Intravenous thrombolysis for patients with reverse magnetic resonance angiography and diffusion-weighted imaging mismatch: SAMURAI and NCVC rt-PA Registries

Eur J Neurol. 2014 Mar;21(3):419-26. doi: 10.1111/ene.12308. Epub 2013 Nov 22.

Abstract

Background and purpose: The characteristics of reverse magnetic resonance angiography and diffusion-weighted imaging (MRA-DWI) mismatch (RMM), defined as a large DWI lesion in the absence of major artery occlusion (MAO), remain unknown, especially in patients treated with intravenous recombinant tissue plasminogen activator (rt-PA).

Methods: Patients with stroke in the middle cerebral artery territory were included.
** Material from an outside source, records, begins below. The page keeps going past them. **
//! quill-api server binary.
//!
//! Boot order: env, logging, config, database, migrations, background email
//! dispatcher, assist client, rate limiter, router, serve.

use std::net::SocketAddr;
use std::num::NonZeroU32;
use std::sync::Arc;

use governor::{Quota, RateLimiter};
use tracing::info;
use tracing_subscriber::{layer::SubscriberExt, util::SubscriberInitExt};

use quill_api::{build_router, AppState};
use quill_assist::AssistClient;
use quill_auth::JwtKeys;
use quill_core::{defaults, AssistBackend, EventBus};
use quill_db::Database;
use quill_notify::{run_dispatcher, Mailer};

#[tokio::main]
async fn main() -> anyhow::Result<()> {
    // Load environment variables
    dotenvy::dotenv().ok();

    // Initialize tracing with configurable output
    //
    // Environment variables:
    //   LOG_FORMAT  - "json" or "text" (default: "text")
    //   LOG_FILE    - path to log file (optional, enables file logging)
    //   LOG_ANSI    - "true"/"false" override ANSI colors (auto-detected by default)
    //   RUST_LOG    - standard env filter (default: "quill_api=debug,tower_http=debug")
    let log_format = std::env::var("LOG_FORMAT").unwrap_or_else(|_| "text".to_string());
    let log_file = std::env::var("LOG_FILE").ok();
    let log_ansi = std::env::var("LOG_ANSI")
        .ok()
        .map(|v| v == "true" || v == "1");

    let env_filter = tracing_subscriber::EnvFilter::try_from_default_env()
        .unwrap_or_else(|_| "quill_api=debug,tower_http=debug".into());

    let registry = tracing_subscriber::registry().with(env_filter);

    // Optionally create a file appender with daily rotation
    let _file_guard = if let Some(ref path) = log_file {
        let file_dir = std::path::Path::new(path)
            .parent()
            .unwrap_or(std::path::Path::new("."));
        let file_name = std::path::Path::new(path)
            .file_name()
            .and_then(|f| f.to_str())
            .unwrap_or("quill-api.log");
        let file_appender = tracing_appender::rolling::daily(file_dir, file_name);
        let (non_blocking, guard) = tracing_appender::non_blocking(file_appender);

        if log_format == "json" {
            registry
                .with(
                    tracing_subscriber::fmt::layer()
                        .json()
                        .with_writer(non_blocking),
                )
                .init();
        } else {
            let mut layer = tracing_subscriber::fmt::layer().with_writer(non_blocking);
            if let Some(ansi) = log_ansi {
                layer = layer.with_ansi(ansi);
            } else {
                layer = layer.with_ansi(false); // no ANSI in files
            }
            registry.with(layer).init();
        }
        Some(guard)
    } else {
        // Console-only output
        if log_format == "json" {
            registry
                .with(tracing_subscriber::fmt::layer().json())
                .init();
        } else {
            let mut layer = tracing_subscriber::fmt::layer();
            if let Some(ansi) = log_ansi {
                layer = layer.with_ansi(ansi);
            }
            registry.with(layer).init();
        }
        None
    };

    info!(
        log_format = %log_format,
        log_file = log_file.as_deref().unwrap_or("(stdout)"),
        "Logging initialized"
    );

    // Get configuration from environment
    let database_url = std::env::var("DATABASE_URL")
        .unwrap_or_else(|_| "postgres://localhost/quillmark".to_string());
    let host = std::env::var("HOST").unwrap_or_else(|_| "0.0.0.0".to_string());
    let port: u16 = std::env::var("PORT")
        .ok()
        .and_then(|p| p.parse().ok())
        .unwrap_or(defaults::API_PORT);

    // Rate limiting configuration
    // RATE_LIMIT_REQUESTS: requests per period (default: 100)
    // RATE_LIMIT_PERIOD_SECS: period in seconds (default: 60 = 1 minute)
    let rate_limit_requests: u64 = std::env::var("RATE_LIMIT_REQUESTS")
        .ok()
        .and_then(|v| v.parse().ok())
        .unwrap_or(defaults::RATE_LIMIT_REQUESTS);
    let rate_limit_period_secs: u64 = std::env::var("RATE_LIMIT_PERIOD_SECS")
        .ok()
        .and_then(|v| v.parse().ok())
        .unwrap_or(defaults::RATE_LIMIT_PERIOD_SECS);
    let rate_limit_enabled: bool = std::env::var("RATE_LIMIT_ENABLED")
        .map(|v| v == "true" || v == "1")
        .unwrap_or(true);

    info!(
        "Rate limiting: {} ({} requests per {} seconds)",
        if rate_limit_enabled {
            "enabled"
        } else {
            "disabled"
        },
        rate_limit_requests,
        rate_limit_period_secs
    );

    // Token signing keys. TOKEN_SECRET has no default; refusing to boot beats
    // issuing tokens every gateway deployment could forge.
    let keys = JwtKeys::from_env()?;

    // Connect to database
    info!("Connecting to database...");
    let db = Database::connect(&database_url).await?;
    info!("Database connected");

    // Run pending database migrations on startup
    info!("Running database migrations...");
    db.migrate().await?;
    info!("Database migrations complete");

    // Create the event bus and start the email dispatcher
    let event_bus = Arc::new(EventBus::new(defaults::EVENT_BUS_CAPACITY));
    let mailer = Mailer::from_env()?;
    tokio::spawn(run_dispatcher(event_bus.clone(), mailer));
    info!("Email dispatcher started");

    // Assist service client
    let assist: Arc<dyn AssistBackend> = Arc::new(AssistClient::from_env());

    // Create rate limiter if enabled
    let rate_limiter = if rate_limit_enabled {
        let quota = Quota::with_period(std::time::Duration::from_secs(rate_limit_period_secs))
            .expect("Rate limit period must be non-zero")
            .allow_burst(
                NonZeroU32::new(rate_limit_requests as u32).expect("Rate limit must be non-zero"),
            );
        Some(Arc::new(RateLimiter::direct(quota)))
    } else {
        None
    };

    // Create app state
    let state = AppState {
        db,
        keys,
        event_bus,
        assist,
        rate_limiter,
    };

    // Build router
    let app = build_router(state);

    // Start server
    let addr: SocketAddr = format!("{}:{}", host, port).parse()?;
    info!("Starting server on {}", addr);
    let listener = tokio::net::TcpListener::bind(addr).await?;
    axum::serve(listener, app)
        .with_graceful_shutdown(shutdown_signal())
        .await?;

    Ok(())
}

/// Resolves when SIGINT or SIGTERM arrives so in-flight requests can drain.
async fn shutdown_signal() {
    let ctrl_c = async {
        tokio::signal::ctrl_c()
            .await
            .expect("failed to install Ctrl+C handler");
    };

    #[cfg(unix)]
    let terminate = async {
        tokio::signal::unix::signal(tokio::signal::unix::SignalKind::terminate())
            .expect("failed to install SIGTERM handler")
            .recv()
            .await;
    };

    #[cfg(not(unix))]
    let terminate = std::future::pending::<()>();

    tokio::select! {
        _ = ctrl_c => info!("Received Ctrl+C, shutting down"),
        _ = terminate => info!("Received SIGTERM, shutting down"),
    }
}
//! Assist proxy handlers.
//!
//! Thin authenticated front for the external AI service: validate the input,
//! forward through [`quill_core::AssistBackend`], and wrap the result in the
//! public wire shape. Upstream failures surface as 502.

use axum::{
    extract::{Multipart, State},
    Json,
};
use serde::{Deserialize, Serialize};
use utoipa::ToSchema;

use quill_core::defaults;

use crate::{ApiError, AppState, AuthUser};

// =============================================================================
// REQUEST/RESPONSE TYPES
// =============================================================================

/// Request body carrying a passage of text.
#[derive(Debug, Deserialize, ToSchema)]
#[serde(rename_all = "camelCase")]
pub struct TextRequest {
    pub text: String,
}

/// Summarize response.
#[derive(Debug, Serialize, ToSchema)]
#[serde(rename_all = "camelCase")]
pub struct SummaryResponse {
    pub summary: String,
}

/// Key points response.
#[derive(Debug, Serialize, ToSchema)]
#[serde(rename_all = "camelCase")]
pub struct KeypointsResponse {
    pub keypoints: String,
}

/// Request body for rewriting text in a named style.
#[derive(Debug, Deserialize, ToSchema)]
#[serde(rename_all = "camelCase")]
pub struct StylizeRequest {
    pub text: String,
    pub style: String,
}

/// Stylize response.
#[derive(Debug, Serialize, ToSchema)]
#[serde(rename_all = "camelCase")]
pub struct StylizeResponse {
    pub styled_text: String,
}

/// Process-pdf response carrying the collection name later queries reference.
#[derive(Debug, Serialize, ToSchema)]
#[serde(rename_all = "camelCase")]
pub struct ProcessPdfResponse {
    pub collection_name: String,
}

/// Request body for asking a question against a processed PDF.
#[derive(Debug, Deserialize, ToSchema)]
#[serde(rename_all = "camelCase")]
pub struct QueryPdfRequest {
    pub collection_name: String,
    pub question: String,
}

/// Query-pdf response.
#[derive(Debug, Serialize, ToSchema)]
#[serde(rename_all = "camelCase")]
pub struct QueryPdfResponse {
    pub answer: String,
}

/// Request body for discarding a processed PDF.
#[derive(Debug, Deserialize, ToSchema)]
#[serde(rename_all = "camelCase")]
pub struct DeletePdfRequest {
    pub collection_name: String,
}

/// Delete-pdf acknowledgement.
#[derive(Debug, Serialize, ToSchema)]
#[serde(rename_all = "camelCase")]
pub struct DeletePdfResponse {
    pub deleted: bool,
    pub collection_name: String,
}

fn require_text<'a>(value: &'a str, label: &str) -> Result<&'a str, ApiError> {
    let trimmed = value.trim();
    if trimmed.is_empty() {
        return Err(ApiError::BadRequest(format!("{} is required", label)));
    }
    Ok(trimmed)
}

// =============================================================================
// HANDLERS
// =============================================================================

/// Summarize a passage of text.
#[utoipa::path(
    post,
    path = "/api/assist/summarize",
    tag = "Assist",
    security(("bearer_auth" = [])),
    request_body = TextRequest,
    responses(
        (status = 200, description = "Summary", body = SummaryResponse),
        (status = 400, description = "Empty text"),
        (status = 401, description = "Not authenticated"),
        (status = 502, description = "Assist service failed"),
    )
)]
pub async fn summarize(
    State(state): State<AppState>,
    _user: AuthUser,
    Json(req): Json<TextRequest>,
) -> Result<Json<SummaryResponse>, ApiError> {
    let text = require_text(&req.text, "text")?;
    let summary = state.assist.summarize(text).await?;
    Ok(Json(SummaryResponse { summary }))
}

/// Extract key points from a passage of text.
#[utoipa::path(
    post,
    path = "/api/assist/keypoints",
    tag = "Assist",
    security(("bearer_auth" = [])),
    request_body = TextRequest,
    responses(
        (status = 200, description = "Key points", body = KeypointsResponse),
        (status = 400, description = "Empty text"),
        (status = 401, description = "Not authenticated"),
        (status = 502, description = "Assist service failed"),
    )
)]
pub async fn keypoints(
    State(state): State<AppState>,
    _user: AuthUser,
    Json(req): Json<TextRequest>,
) -> Result<Json<KeypointsResponse>, ApiError> {
    let text = require_text(&req.text, "text")?;
    let keypoints = state.assist.keypoints(text).await?;
    Ok(Json(KeypointsResponse { keypoints }))
}

/// Rewrite text in the requested style.
#[utoipa::path(
    post,
    path = "/api/assist/stylize",
    tag = "Assist",
    security(("bearer_auth" = [])),
    request_body = StylizeRequest,
    responses(
        (status = 200, description = "Restyled text", body = StylizeResponse),
        (status = 400, description = "Empty text or style"),
        (status = 401, description = "Not authenticated"),
        (status = 502, description = "Assist service failed"),
    )
)]
pub async fn stylize(
    State(state): State<AppState>,
    _user: AuthUser,
    Json(req): Json<StylizeRequest>,
) -> Result<Json<StylizeResponse>, ApiError> {
    let text = require_text(&req.text, "text")?;
    let style = require_text(&req.style, "style")?;
    let styled_text = state.assist.stylize(text, style).await?;
    Ok(Json(StylizeResponse { styled_text }))
}

/// Upload a PDF for question answering.
///
/// Multipart upload with the document under the `file` field. Returns the
/// collection name that `query-pdf` and `delete-pdf` reference.
#[utoipa::path(
    post,
    path = "/api/assist/process-pdf",
    tag = "Assist",
    security(("bearer_auth" = [])),
    request_body(content = Vec<u8>, content_type = "multipart/form-data"),
    responses(
        (status = 200, description = "Collection created", body = ProcessPdfResponse),
        (status = 400, description = "Missing, empty, or oversize file"),
        (status = 401, description = "Not authenticated"),
        (status = 502, description = "Assist service failed"),
    )
)]
pub async fn process_pdf(
    State(state): State<AppState>,
    _user: AuthUser,
    mut multipart: Multipart,
) -> Result<Json<ProcessPdfResponse>, ApiError> {
    let mut file: Option<(String, Vec<u8>)> = None;
    while let Some(field) = multipart
        .next_field()
        .await
        .map_err(|e| ApiError::BadRequest(format!("invalid multipart body: {}", e)))?
    {
        if field.name() == Some("file") {
            let filename = field.file_name().unwrap_or("upload.pdf").to_string();
            let data = field
                .bytes()
                .await
                .map_err(|e| ApiError::BadRequest(format!("failed to read upload: {}", e)))?;
            file = Some((filename, data.to_vec()));
        }
    }

    let (filename, data) =
        file.ok_or_else(|| ApiError::BadRequest("missing 'file' field".to_string()))?;
    if data.is_empty() {
        return Err(ApiError::BadRequest("uploaded file is empty".to_string()));
    }
    if data.len() > defaults::MAX_PDF_SIZE_BYTES {
        return Err(ApiError::BadRequest(format!(
            "PDF exceeds the {} byte limit",
            defaults::MAX_PDF_SIZE_BYTES
        )));
    }

    let collection_name = state.assist.process_pdf(&filename, data).await?;
    Ok(Json(ProcessPdfResponse { collection_name }))
}

/// Ask a question against a previously processed PDF.
#[utoipa::path(
    post,
    path = "/api/assist/query-pdf",
    tag = "Assist",
    security(("bearer_auth" = [])),
    request_body = QueryPdfRequest,
    responses(
        (status = 200, description = "Answer", body = QueryPdfResponse),
        (status = 400, description = "Empty collection name or question"),
        (status = 401, description = "Not authenticated"),
        (status = 502, description = "Assist service failed"),
    )
)]
pub async fn query_pdf(
    State(state): State<AppState>,
    _user: AuthUser,
    Json(req): Json<QueryPdfRequest>,
) -> Result<Json<QueryPdfResponse>, ApiError> {
    let collection = require_text(&req.collection_name, "collection name")?;
    let question = require_text(&req.question, "question")?;
    let answer = state.assist.query_pdf(collection, question).await?;
    Ok(Json(QueryPdfResponse { answer }))
}

/// Discard a processed PDF's collection.
#[utoipa::path(
    post,
    path = "/api/assist/delete-pdf",
    tag = "Assist",
    security(("bearer_auth" = [])),
    request_body = DeletePdfRequest,
    responses(
        (status = 200, description = "Acknowledgement", body = DeletePdfResponse),
        (status = 400, description = "Empty collection name"),
        (status = 401, description = "Not authenticated"),
        (status = 502, description = "Assist service failed"),
    )
)]
pub async fn delete_pdf(
    State(state): State<AppState>,
    _user: AuthUser,
    Json(req): Json<DeletePdfRequest>,
) -> Result<Json<DeletePdfResponse>, ApiError> {
    let collection = require_text(&req.collection_name, "collection name")?;
    state.assist.delete_pdf(collection).await?;
    Ok(Json(DeletePdfResponse {
        deleted: true,
        collection_name: collection.to_string(),
    }))
}
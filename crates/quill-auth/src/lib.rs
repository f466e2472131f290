//! # quill-auth
//!
//! Credential primitives for Quillmark: Argon2id password hashing and
//! HS256 session tokens.
//!
//! Both the API and the gateway verify tokens through [`JwtKeys`]; only the
//! API signs them. The signing secret is shared via `TOKEN_SECRET` and its
//! absence is a fatal configuration error at boot.

pub mod password;
pub mod token;

pub use password::{hash_password, verify_password};
pub use token::{bearer_token, Claims, JwtKeys};
//! Error types for Quillmark.

use thiserror::Error;

/// Result type alias using Quillmark's Error type.
pub type Result<T> = std::result::Result<T, Error>;

/// Core error type for Quillmark operations.
#[derive(Error, Debug)]
pub enum Error {
    /// Database operation failed (wraps sqlx::Error)
    #[error("Database error: {0}")]
    Database(#[from] sqlx::Error),

    /// Resource not found
    #[error("Not found: {0}")]
    NotFound(String),

    /// Note not found
    #[error("Note not found: {0}")]
    NoteNotFound(uuid::Uuid),

    /// User not found
    #[error("User not found: {0}")]
    UserNotFound(uuid::Uuid),

    /// Folder not found
    #[error("Folder not found: {0}")]
    FolderNotFound(uuid::Uuid),

    /// Duplicate resource (unique constraint)
    #[error("Conflict: {0}")]
    Conflict(String),

    /// Serialization/deserialization error
    #[error("Serialization error: {0}")]
    Serialization(String),

    /// Configuration error
    #[error("Configuration error: {0}")]
    Config(String),

    /// Invalid input
    #[error("Invalid input: {0}")]
    InvalidInput(String),

    /// HTTP/network request failed
    #[error("Request error: {0}")]
    Request(String),

    /// Assist service call failed
    #[error("Assist error: {0}")]
    Assist(String),

    /// Email delivery failed
    #[error("Mail error: {0}")]
    Mail(String),

    /// Internal error
    #[error("Internal error: {0}")]
    Internal(String),

    /// Authentication failed (bad credentials, bad token)
    #[error("Unauthorized: {0}")]
    Unauthorized(String),

    /// Forbidden (authenticated but not authorized)
    #[error("Forbidden: {0}")]
    Forbidden(String),

    /// File I/O operation failed
    #[error("I/O error: {0}")]
    Io(#[from] std::io::Error),
}

impl From<serde_json::Error> for Error {
    fn from(e: serde_json::Error) -> Self {
        Error::Serialization(e.to_string())
    }
}

impl From<reqwest::Error> for Error {
    fn from(e: reqwest::Error) -> Self {
        Error::Request(e.to_string())
    }
}

impl Error {
    /// True when the error maps to a Postgres unique-constraint violation.
    ///
    /// Used by callers that want to translate duplicate-key failures into
    /// domain conflicts (e.g. duplicate registration).
    pub fn is_unique_violation(&self) -> bool {
        match self {
            Error::Database(sqlx::Error::Database(db)) => db.code().as_deref() == Some("23505"),
            _ => false,
        }
    }
}

#[cfg(test)]
mod tests {
    use super::*;
    use uuid::Uuid;

    #[test]
    fn test_error_display_not_found() {
        let err = Error::NotFound("test resource".to_string());
        assert_eq!(err.to_string(), "Not found: test resource");
    }

    #[test]
    fn test_error_display_note_not_found() {
        let id = Uuid::nil();
        let err = Error::NoteNotFound(id);
        assert_eq!(err.to_string(), format!("Note not found: {}", id));
    }

    #[test]
    fn test_error_display_user_not_found() {
        let id = Uuid::nil();
        let err = Error::UserNotFound(id);
        assert_eq!(err.to_string(), format!("User not found: {}", id));
    }

    #[test]
    fn test_error_display_folder_not_found() {
        let id = Uuid::new_v4();
        let err = Error::FolderNotFound(id);
        assert!(err.to_string().contains(&id.to_string()));
    }

    #[test]
    fn test_error_display_conflict() {
        let err = Error::Conflict("email already registered".to_string());
        assert_eq!(err.to_string(), "Conflict: email already registered");
    }

    #[test]
    fn test_error_display_serialization() {
        let err = Error::Serialization("invalid JSON".to_string());
        assert_eq!(err.to_string(), "Serialization error: invalid JSON");
    }

    #[test]
    fn test_error_display_config() {
        let err = Error::Config("missing TOKEN_SECRET".to_string());
        assert_eq!(err.to_string(), "Configuration error: missing TOKEN_SECRET");
    }

    #[test]
    fn test_error_display_invalid_input() {
        let err = Error::InvalidInput("empty title".to_string());
        assert_eq!(err.to_string(), "Invalid input: empty title");
    }

    #[test]
    fn test_error_display_request() {
        let err = Error::Request("network unreachable".to_string());
        assert_eq!(err.to_string(), "Request error: network unreachable");
    }

    #[test]
    fn test_error_display_assist() {
        let err = Error::Assist("upstream returned 500".to_string());
        assert_eq!(err.to_string(), "Assist error: upstream returned 500");
    }

    #[test]
    fn test_error_display_mail() {
        let err = Error::Mail("smtp connect failed".to_string());
        assert_eq!(err.to_string(), "Mail error: smtp connect failed");
    }

    #[test]
    fn test_error_display_internal() {
        let err = Error::Internal("unexpected state".to_string());
        assert_eq!(err.to_string(), "Internal error: unexpected state");
    }

    #[test]
    fn test_error_display_unauthorized() {
        let err = Error::Unauthorized("invalid credentials".to_string());
        assert_eq!(err.to_string(), "Unauthorized: invalid credentials");
    }

    #[test]
    fn test_error_display_forbidden() {
        let err = Error::Forbidden("not the note owner".to_string());
        assert_eq!(err.to_string(), "Forbidden: not the note owner");
    }

    #[test]
    fn test_error_display_io() {
        let io_err = std::io::Error::new(std::io::ErrorKind::NotFound, "file not found");
        let err = Error::Io(io_err);
        assert!(err.to_string().contains("I/O error:"));
        assert!(err.to_string().contains("file not found"));
    }

    #[test]
    fn test_from_serde_json_error() {
        let json_err = serde_json::from_str::<i32>("not a number");
        assert!(json_err.is_err());

        let err: Error = json_err.unwrap_err().into();
        match err {
            Error::Serialization(msg) => {
                assert!(!msg.is_empty());
            }
            _ => panic!("Expected Serialization error"),
        }
    }

    #[test]
    fn test_from_io_error() {
        let io_err = std::io::Error::new(std::io::ErrorKind::PermissionDenied, "access denied");
        let err: Error = io_err.into();
        match err {
            Error::Io(_) => {}
            _ => panic!("Expected Io error"),
        }
    }

    #[test]
    fn test_is_unique_violation_false_for_other_errors() {
        assert!(!Error::NotFound("x".to_string()).is_unique_violation());
        assert!(!Error::Conflict("x".to_string()).is_unique_violation());
        assert!(!Error::Database(sqlx::Error::RowNotFound).is_unique_violation());
    }

    #[test]
    fn test_result_type_ok() {
        fn get_result() -> Result<i32> {
            Ok(42)
        }
        let result = get_result();
        assert!(result.is_ok());
        assert_eq!(result.unwrap(), 42);
    }

    #[test]
    fn test_result_type_err() {
        let result: Result<i32> = Err(Error::Internal("test".to_string()));
        assert!(result.is_err());
    }

    #[test]
    fn test_error_is_send_sync() {
        fn assert_send<T: Send>() {}
        fn assert_sync<T: Sync>() {}

        assert_send::<Error>();
        assert_sync::<Error>();
    }

    #[test]
    fn test_error_debug_format() {
        let err = Error::NotFound("test".to_string());
        let debug_str = format!("{:?}", err);
        assert!(debug_str.contains("NotFound"));
    }
}
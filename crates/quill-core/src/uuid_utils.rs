//! UUID v7 utilities for time-ordered identifiers.
//!
//! All Quillmark entity IDs and request IDs are UUIDv7, which embeds a
//! millisecond-precision timestamp in the first 48 bits and therefore sorts
//! in creation order.

use chrono::{DateTime, TimeZone, Utc};
use uuid::Uuid;

/// Generate a new UUIDv7 identifier.
///
/// # Example
///
/// ```
/// use quill_core::uuid_utils::new_v7;
///
/// let id = new_v7();
/// // IDs generated later will be lexicographically greater
/// ```
#[inline]
pub fn new_v7() -> Uuid {
    Uuid::now_v7()
}

/// Extract the embedded timestamp from a UUIDv7.
///
/// Returns `None` if the UUID is not version 7.
pub fn extract_timestamp(uuid: &Uuid) -> Option<DateTime<Utc>> {
    let bytes = uuid.as_bytes();
    if (bytes[6] >> 4) != 7 {
        return None;
    }

    // 48-bit millisecond timestamp in the first 6 bytes
    let millis = ((bytes[0] as u64) << 40)
        | ((bytes[1] as u64) << 32)
        | ((bytes[2] as u64) << 24)
        | ((bytes[3] as u64) << 16)
        | ((bytes[4] as u64) << 8)
        | (bytes[5] as u64);

    Utc.timestamp_millis_opt(millis as i64).single()
}

/// Check if a UUID is version 7.
#[inline]
pub fn is_v7(uuid: &Uuid) -> bool {
    uuid.get_version_num() == 7
}

/// Check if a UUID is version 4 (random).
#[inline]
pub fn is_v4(uuid: &Uuid) -> bool {
    uuid.get_version_num() == 4
}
Early ischaemic changes (EIC) were assessed with the Alberta Stroke Program Early CT Score on DWI (DWI-ASPECTS). All patients were divided into four groups based on the presence of MAO and a DWI-ASPECTS cut-off value of <7. RMM was defined as DWI-ASPECTS <7 without MAO. Clinical characteristics, symptomatic intracerebral hemorrhage (sICH) and favorable functional outcome (modified Rankin Scale score 0-2) at 90 days were compared amongst the four groups.

Results: Of the 486 patients enrolled (167 women, median age 74 years, median initial National Institutes of Health Stroke Scale score 13), reverse MRA-DWI mismatch was observed in 24 (5%). Of the clinical characteristics, cardioembolism was the only factor that was independently associated with RMM [odds ratio (OR) 5.49, 95% confidence interval (CI) 1.25-24.1]. Multivariable analyses revealed that patients with RMM more commonly had sICH than those with DWI-ASPECTS ≥ 7 irrespective of the presence (OR 5.44, 95% CI 1.13-26.1) or absence (13.1, 2.07-83.3) of MAO, and they had a more favorable functional outcome than those with DWI-ASPECTS < 7 plus MAO (7.45, 2.39-23.2).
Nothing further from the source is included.